▶ Task instructions
The listing below holds a line with "Every failure on" and a line with "use std::sync::Arc;". Reproduce those two lines exactly, plus everything between them.

▶ Data for analysis
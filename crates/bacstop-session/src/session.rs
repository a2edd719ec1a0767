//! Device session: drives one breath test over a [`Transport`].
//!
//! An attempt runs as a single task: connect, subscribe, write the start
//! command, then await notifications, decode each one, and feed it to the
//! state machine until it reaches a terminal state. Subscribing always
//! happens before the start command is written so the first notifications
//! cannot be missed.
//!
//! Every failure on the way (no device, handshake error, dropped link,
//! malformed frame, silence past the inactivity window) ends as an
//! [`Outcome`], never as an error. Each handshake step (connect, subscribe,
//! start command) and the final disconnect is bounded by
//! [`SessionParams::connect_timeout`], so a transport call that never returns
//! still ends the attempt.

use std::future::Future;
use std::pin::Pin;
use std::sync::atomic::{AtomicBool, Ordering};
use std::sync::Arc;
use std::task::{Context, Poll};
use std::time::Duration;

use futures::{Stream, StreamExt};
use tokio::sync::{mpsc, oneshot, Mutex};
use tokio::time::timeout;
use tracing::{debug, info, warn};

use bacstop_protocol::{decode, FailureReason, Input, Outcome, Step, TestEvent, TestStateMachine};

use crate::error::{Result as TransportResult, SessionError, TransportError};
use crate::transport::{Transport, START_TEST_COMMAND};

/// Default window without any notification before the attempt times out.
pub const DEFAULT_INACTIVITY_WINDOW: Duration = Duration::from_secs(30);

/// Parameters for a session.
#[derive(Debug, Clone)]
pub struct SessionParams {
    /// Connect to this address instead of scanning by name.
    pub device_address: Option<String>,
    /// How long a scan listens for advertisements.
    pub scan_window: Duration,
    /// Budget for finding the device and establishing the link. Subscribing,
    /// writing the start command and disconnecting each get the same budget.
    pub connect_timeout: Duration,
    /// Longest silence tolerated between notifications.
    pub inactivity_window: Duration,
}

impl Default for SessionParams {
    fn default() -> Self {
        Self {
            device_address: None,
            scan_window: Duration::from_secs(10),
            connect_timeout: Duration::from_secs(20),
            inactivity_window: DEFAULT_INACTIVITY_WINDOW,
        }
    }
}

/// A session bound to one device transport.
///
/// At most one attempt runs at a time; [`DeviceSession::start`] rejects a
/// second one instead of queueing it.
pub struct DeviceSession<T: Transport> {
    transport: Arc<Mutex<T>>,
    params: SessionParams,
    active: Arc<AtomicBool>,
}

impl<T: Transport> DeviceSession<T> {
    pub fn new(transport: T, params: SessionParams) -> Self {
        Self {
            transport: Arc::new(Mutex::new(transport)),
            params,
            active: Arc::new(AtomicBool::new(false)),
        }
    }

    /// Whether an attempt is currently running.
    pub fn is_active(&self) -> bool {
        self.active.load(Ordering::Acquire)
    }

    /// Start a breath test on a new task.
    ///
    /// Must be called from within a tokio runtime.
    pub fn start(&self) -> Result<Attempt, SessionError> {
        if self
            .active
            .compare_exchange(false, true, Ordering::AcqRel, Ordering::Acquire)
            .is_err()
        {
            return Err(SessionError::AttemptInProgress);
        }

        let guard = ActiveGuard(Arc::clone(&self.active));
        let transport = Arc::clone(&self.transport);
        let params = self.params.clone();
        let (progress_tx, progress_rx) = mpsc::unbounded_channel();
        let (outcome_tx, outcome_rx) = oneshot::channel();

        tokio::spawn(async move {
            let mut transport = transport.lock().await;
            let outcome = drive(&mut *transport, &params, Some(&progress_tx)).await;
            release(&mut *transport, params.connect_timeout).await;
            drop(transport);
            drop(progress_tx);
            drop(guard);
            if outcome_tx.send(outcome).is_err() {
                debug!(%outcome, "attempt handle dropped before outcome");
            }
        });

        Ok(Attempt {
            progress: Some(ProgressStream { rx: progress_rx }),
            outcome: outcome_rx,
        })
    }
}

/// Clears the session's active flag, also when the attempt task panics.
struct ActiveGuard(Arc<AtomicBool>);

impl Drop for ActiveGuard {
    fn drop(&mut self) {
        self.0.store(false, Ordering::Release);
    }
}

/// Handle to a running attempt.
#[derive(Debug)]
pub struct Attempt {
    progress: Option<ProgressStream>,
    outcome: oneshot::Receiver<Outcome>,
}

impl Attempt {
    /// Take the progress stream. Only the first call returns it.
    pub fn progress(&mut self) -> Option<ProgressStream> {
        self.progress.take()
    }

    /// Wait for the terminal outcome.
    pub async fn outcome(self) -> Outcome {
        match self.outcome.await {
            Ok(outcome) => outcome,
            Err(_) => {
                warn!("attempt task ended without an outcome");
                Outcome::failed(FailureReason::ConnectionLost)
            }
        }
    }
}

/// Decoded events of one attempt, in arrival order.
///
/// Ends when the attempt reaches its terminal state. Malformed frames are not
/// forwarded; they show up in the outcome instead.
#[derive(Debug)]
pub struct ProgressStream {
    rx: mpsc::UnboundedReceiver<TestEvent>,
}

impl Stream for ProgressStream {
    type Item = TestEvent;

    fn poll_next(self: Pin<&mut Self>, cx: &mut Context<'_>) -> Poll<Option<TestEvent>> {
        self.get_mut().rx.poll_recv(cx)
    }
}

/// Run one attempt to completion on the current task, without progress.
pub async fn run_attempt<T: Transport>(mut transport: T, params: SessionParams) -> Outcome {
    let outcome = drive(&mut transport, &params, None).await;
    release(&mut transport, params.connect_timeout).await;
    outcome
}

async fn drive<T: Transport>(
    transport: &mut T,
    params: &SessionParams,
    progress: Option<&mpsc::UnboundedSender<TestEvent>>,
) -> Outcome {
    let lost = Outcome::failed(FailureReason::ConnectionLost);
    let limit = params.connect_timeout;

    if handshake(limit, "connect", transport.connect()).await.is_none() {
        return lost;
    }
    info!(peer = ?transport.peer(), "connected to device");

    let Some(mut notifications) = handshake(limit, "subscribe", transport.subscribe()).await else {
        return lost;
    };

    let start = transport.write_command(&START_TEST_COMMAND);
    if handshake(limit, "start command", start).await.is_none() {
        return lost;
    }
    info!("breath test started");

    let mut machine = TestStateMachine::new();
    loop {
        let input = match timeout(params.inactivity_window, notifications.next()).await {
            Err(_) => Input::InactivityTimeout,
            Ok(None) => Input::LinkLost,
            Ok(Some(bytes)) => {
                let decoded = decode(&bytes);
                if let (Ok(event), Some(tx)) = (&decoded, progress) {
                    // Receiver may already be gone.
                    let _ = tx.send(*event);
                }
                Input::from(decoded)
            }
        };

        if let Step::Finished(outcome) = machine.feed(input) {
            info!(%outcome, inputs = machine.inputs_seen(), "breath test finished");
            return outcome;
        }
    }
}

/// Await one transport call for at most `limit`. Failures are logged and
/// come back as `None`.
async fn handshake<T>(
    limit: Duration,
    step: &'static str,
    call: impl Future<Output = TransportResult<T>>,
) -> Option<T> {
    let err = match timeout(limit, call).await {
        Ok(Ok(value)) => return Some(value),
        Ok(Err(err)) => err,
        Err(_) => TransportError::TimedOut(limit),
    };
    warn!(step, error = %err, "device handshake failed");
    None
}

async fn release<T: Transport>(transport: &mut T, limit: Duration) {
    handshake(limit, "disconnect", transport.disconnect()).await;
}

▶ Solution for this exercise
//! Every failure on the way (no device, handshake error, dropped link,
//! malformed frame, silence past the inactivity window) ends as an
//! [`Outcome`], never as an error. Each handshake step (connect, subscribe,
//! start command) and the final disconnect is bounded by
//! [`SessionParams::connect_timeout`], so a transport call that never returns
//! still ends the attempt.

use std::future::Future;
use std::pin::Pin;
use std::sync::atomic::{AtomicBool, Ordering};
use std::sync::Arc;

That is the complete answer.